Which lines in the data contain the word "problems"? Please copy each of them.

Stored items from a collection
════════════════════

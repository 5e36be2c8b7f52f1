//! Option resolution
//!
//! Builds the effective configuration for one phase invocation: every key the
//! phase declares is looked up through the [`ScopeChain`], required keys are
//! validated exhaustively, and `${<task>.<key>}` templates are expanded.

use crate::config::interpolate::Templates;
use crate::config::key::{ConfigKey, KeyKind, OptionMap, Value};
use crate::config::scope::{KeyPath, OverrideLookup, Scope, ScopeChain};
use crate::error::{ConfigError, ConfigResult, Result};
use std::collections::{BTreeMap, HashMap};
use tracing::debug;

/// Fully merged, validated configuration for one invocation
#[derive(Debug, Clone, Default, PartialEq, Eq)]
pub struct ResolvedConfig {
    values: BTreeMap<ConfigKey, Value>,
}

impl ResolvedConfig {
    pub fn get(&self, key: ConfigKey) -> Option<&Value> {
        self.values.get(&key)
    }

    pub fn text(&self, key: ConfigKey) -> Option<&str> {
        self.get(key).and_then(Value::as_text)
    }

    /// A flag value; absent means `false`
    pub fn flag(&self, key: ConfigKey) -> bool {
        matches!(self.get(key), Some(Value::Flag(true)))
    }

    /// A list value; absent means empty
    pub fn list(&self, key: ConfigKey) -> &[String] {
        match self.get(key) {
            Some(Value::List(items)) => items,
            _ => &[],
        }
    }

    /// Entries that carry a value
    pub fn entries(&self, key: ConfigKey) -> impl Iterator<Item = (&str, &str)> {
        let entries = match self.get(key) {
            Some(Value::Entries(entries)) => Some(entries),
            _ => None,
        };
        entries
            .into_iter()
            .flatten()
            .filter_map(|(k, v)| v.as_deref().map(|v| (k.as_str(), v)))
    }

    pub fn iter(&self) -> impl Iterator<Item = (&ConfigKey, &Value)> {
        self.values.iter()
    }

}

impl FromIterator<(ConfigKey, Value)> for ResolvedConfig {
    fn from_iter<I: IntoIterator<Item = (ConfigKey, Value)>>(iter: I) -> Self {
        ResolvedConfig {
            values: iter.into_iter().collect(),
        }
    }
}

/// Keys a phase consumes
#[derive(Debug, Clone, Default)]
pub struct KeySet {
    pub required: Vec<ConfigKey>,
    /// Optional keys with their default, if any
    pub optional: Vec<(ConfigKey, Option<Value>)>,
}

/// Resolve the configuration for one invocation.
///
/// Missing required keys (and `config` entries nobody supplied a value for)
/// are all collected before failing with [`ConfigError::MissingOptions`].
pub fn resolve(
    keys: &KeySet,
    options: &OptionMap,
    overrides: &dyn OverrideLookup,
    scope: &Scope,
) -> Result<ResolvedConfig> {
    let defaults: Vec<(ConfigKey, Value)> = keys
        .optional
        .iter()
        .filter_map(|(key, default)| default.clone().map(|value| (*key, value)))
        .collect();
    let chain = ScopeChain::new(scope, options, overrides, defaults);

    let mut values = BTreeMap::new();
    let mut missing = Vec::new();
    let mut invalid = Vec::new();

    let required = keys.required.iter().map(|key| (*key, true));
    let optional = keys.optional.iter().map(|(key, _)| (*key, false));

    for (key, is_required) in required.chain(optional) {
        if values.contains_key(&key) {
            continue;
        }

        match resolve_key(&chain, key, &mut missing) {
            Ok(Some(value)) => {
                values.insert(key, value);
            }
            Ok(None) if is_required => missing.push(key.to_string()),
            Ok(None) => {}
            Err(err) => invalid.push(err),
        }
    }

    let mut problems = Vec::new();
    if !missing.is_empty() {
        debug!(task = %scope.task, target = %scope.target, ?missing, "required options missing");
        problems.push(ConfigError::MissingOptions(missing));
    }
    problems.extend(invalid);
    if problems.len() > 1 {
        return Err(ConfigError::Multiple(problems).into());
    }
    if let Some(problem) = problems.pop() {
        return Err(problem.into());
    }

    let vars = template_vars(&chain);
    let templates = Templates::new(&scope.task, &vars);
    let mut resolved = BTreeMap::new();
    for (key, value) in values {
        resolved.insert(key, templates.expand_value(&value)?);
    }

    Ok(ResolvedConfig { values: resolved })
}

/// Resolve one key; `config` entries are resolved one by one through the chain
fn resolve_key(
    chain: &ScopeChain<'_>,
    key: ConfigKey,
    missing: &mut Vec<String>,
) -> ConfigResult<Option<Value>> {
    let declared = match chain.resolve(&KeyPath::key(key))? {
        Some(Value::Entries(declared)) => declared,
        other => return Ok(other),
    };

    let mut entries = BTreeMap::new();
    for name in declared.keys() {
        let path = KeyPath::entry(key, name.as_str());
        match chain.resolve(&path)? {
            Some(Value::Text(v)) => {
                entries.insert(name.clone(), Some(v));
            }
            _ => {
                missing.push(path.to_string());
                entries.insert(name.clone(), None);
            }
        }
    }
    Ok(Some(Value::Entries(entries)))
}

/// Values visible to `${<task>.<key>}` templates.
///
/// Every key is resolved, not only the ones the phase declares, so a commit
/// message can mention the tag. Unresolvable keys are simply absent.
fn template_vars(chain: &ScopeChain<'_>) -> HashMap<String, String> {
    let mut vars = HashMap::new();

    for key in ConfigKey::ALL {
        let Ok(Some(value)) = chain.resolve(&KeyPath::key(key)) else {
            continue;
        };
        match (key.kind(), value) {
            (KeyKind::Entries, Value::Entries(declared)) => {
                for name in declared.keys() {
                    let path = KeyPath::entry(key, name.as_str());
                    if let Ok(Some(Value::Text(v))) = chain.resolve(&path) {
                        vars.insert(path.to_string(), v);
                    }
                }
            }
            (_, value) => {
                vars.insert(key.to_string(), value.display());
            }
        }
    }

    vars
}

#[cfg(test)]
mod tests {
    use super::*;
    use crate::config::scope::Overrides;
    use crate::error::{GitDistError, InterpolationError};

    fn text(s: &str) -> Value {
        Value::Text(s.to_string())
    }

    fn scope() -> Scope {
        Scope::new("git-dist", "release")
    }

    fn keys(required: &[ConfigKey], optional: &[(ConfigKey, Option<Value>)]) -> KeySet {
        KeySet {
            required: required.to_vec(),
            optional: optional.to_vec(),
        }
    }

    #[test]
    fn test_missing_keys_are_reported_together() {
        let keys = keys(&[ConfigKey::Url, ConfigKey::Branch, ConfigKey::Dir], &[]);
        let mut options = OptionMap::new();
        options.insert(ConfigKey::Branch, text("gh-pages"));

        let err = resolve(&keys, &options, &Overrides::new(), &scope()).unwrap_err();
        assert_eq!(
            err.missing_options(),
            Some(&["url".to_string(), "dir".to_string()][..])
        );
    }

    #[test]
    fn test_required_key_from_override() {
        let keys = keys(&[ConfigKey::Dir], &[]);
        let mut overrides = Overrides::new();
        overrides.set("git-dist.dir", "build");

        let resolved = resolve(&keys, &OptionMap::new(), &overrides, &scope()).unwrap();
        assert_eq!(resolved.text(ConfigKey::Dir), Some("build"));
    }

    #[test]
    fn test_defaults_fill_optional_keys() {
        let keys = keys(
            &[ConfigKey::Dir],
            &[
                (ConfigKey::Empty, Some(Value::Flag(false))),
                (ConfigKey::Message, None),
            ],
        );
        let mut options = OptionMap::new();
        options.insert(ConfigKey::Dir, text("/repo"));

        let resolved = resolve(&keys, &options, &Overrides::new(), &scope()).unwrap();
        assert_eq!(resolved.get(ConfigKey::Empty), Some(&Value::Flag(false)));
        assert_eq!(resolved.get(ConfigKey::Message), None);
        assert_eq!(resolved.iter().count(), 2);
    }

    #[test]
    fn test_undeclared_keys_are_ignored() {
        let keys = keys(&[ConfigKey::Dir], &[]);
        let mut options = OptionMap::new();
        options.insert(ConfigKey::Dir, text("/repo"));
        options.insert(ConfigKey::Url, text("ignored"));
        let mut overrides = Overrides::new();
        overrides.set("empty", "not-a-bool");

        let resolved = resolve(&keys, &options, &overrides, &scope()).unwrap();
        assert_eq!(resolved.get(ConfigKey::Url), None);
        assert_eq!(resolved.iter().count(), 1);
    }

    #[test]
    fn test_config_entries_missing_values_are_named() {
        let keys = keys(
            &[ConfigKey::Url],
            &[(ConfigKey::Config, Some(Value::Entries(BTreeMap::new())))],
        );
        let mut entries = BTreeMap::new();
        entries.insert("user.email".to_string(), None);
        entries.insert("user.name".to_string(), None);
        entries.insert("core.autocrlf".to_string(), Some("false".to_string()));
        let mut options = OptionMap::new();
        options.insert(ConfigKey::Config, Value::Entries(entries));
        let mut overrides = Overrides::new();
        overrides.set("git-dist.release.config.user.name", "Bot");

        let err = resolve(&keys, &options, &overrides, &scope()).unwrap_err();
        assert_eq!(
            err.missing_options(),
            Some(&["url".to_string(), "config.user.email".to_string()][..])
        );
    }

    #[test]
    fn test_config_entries_resolved_through_chain() {
        let keys = keys(&[], &[(ConfigKey::Config, Some(Value::Entries(BTreeMap::new())))]);
        let mut entries = BTreeMap::new();
        entries.insert("user.email".to_string(), None);
        let mut options = OptionMap::new();
        options.insert(ConfigKey::Config, Value::Entries(entries));
        let mut overrides = Overrides::new();
        overrides.set("config.user.email", "bot@example.com");

        let resolved = resolve(&keys, &options, &overrides, &scope()).unwrap();
        let entries: Vec<_> = resolved.entries(ConfigKey::Config).collect();
        assert_eq!(entries, vec![("user.email", "bot@example.com")]);
    }

    #[test]
    fn test_message_template_references_tag() {
        let keys = keys(&[ConfigKey::Dir], &[(ConfigKey::Message, None)]);
        let mut options = OptionMap::new();
        options.insert(ConfigKey::Dir, text("/repo"));
        options.insert(ConfigKey::Message, text("Release ${git-dist.tag}"));
        let mut overrides = Overrides::new();
        overrides.set("tag", "v2.0.0");

        let resolved = resolve(&keys, &options, &overrides, &scope()).unwrap();
        assert_eq!(resolved.text(ConfigKey::Message), Some("Release v2.0.0"));
    }

    #[test]
    fn test_template_uses_configured_namespace() {
        let keys = keys(&[ConfigKey::Message], &[]);
        let mut options = OptionMap::new();
        options.insert(ConfigKey::Message, text("on ${site.branch}"));
        options.insert(ConfigKey::Branch, text("gh-pages"));

        let resolved =
            resolve(&keys, &options, &Overrides::new(), &Scope::new("site", "docs")).unwrap();
        assert_eq!(resolved.text(ConfigKey::Message), Some("on gh-pages"));
    }

    #[test]
    fn test_template_to_unset_key_fails() {
        let keys = keys(&[ConfigKey::Message], &[]);
        let mut options = OptionMap::new();
        options.insert(ConfigKey::Message, text("Release ${git-dist.tag}"));

        let err = resolve(&keys, &options, &Overrides::new(), &scope()).unwrap_err();
        assert!(matches!(
            err,
            GitDistError::Interpolation(InterpolationError::UndefinedVariable(_))
        ));
    }

    #[test]
    fn test_invalid_and_missing_options_are_reported_together() {
        let keys = keys(&[ConfigKey::Dir], &[(ConfigKey::Empty, Some(Value::Flag(false)))]);
        let mut overrides = Overrides::new();
        overrides.set("empty", "maybe");

        let err = resolve(&keys, &OptionMap::new(), &overrides, &scope()).unwrap_err();
        assert_eq!(err.missing_options(), Some(&["dir".to_string()][..]));
        match err {
            GitDistError::Config(ConfigError::Multiple(problems)) => {
                assert_eq!(problems.len(), 2);
                assert!(matches!(
                    &problems[1],
                    ConfigError::InvalidValue { key, .. } if key == "empty"
                ));
            }
            other => panic!("expected several problems, got {:?}", other),
        }
    }

    #[test]
    fn test_invalid_override_for_declared_key() {
        let keys = keys(&[], &[(ConfigKey::Empty, Some(Value::Flag(false)))]);
        let mut overrides = Overrides::new();
        overrides.set("git-dist.release.empty", "perhaps");

        let err = resolve(&keys, &OptionMap::new(), &overrides, &scope()).unwrap_err();
        assert!(matches!(
            err,
            GitDistError::Config(ConfigError::InvalidValue { .. })
        ));
    }
}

════════════════════

EXERCISE ANSWER
    let mut problems = Vec::new();
        problems.push(ConfigError::MissingOptions(missing));
    problems.extend(invalid);
    if problems.len() > 1 {
        return Err(ConfigError::Multiple(problems).into());
    if let Some(problem) = problems.pop() {
            GitDistError::Config(ConfigError::Multiple(problems)) => {
                assert_eq!(problems.len(), 2);
                    &problems[1],
            other => panic!("expected several problems, got {:?}", other),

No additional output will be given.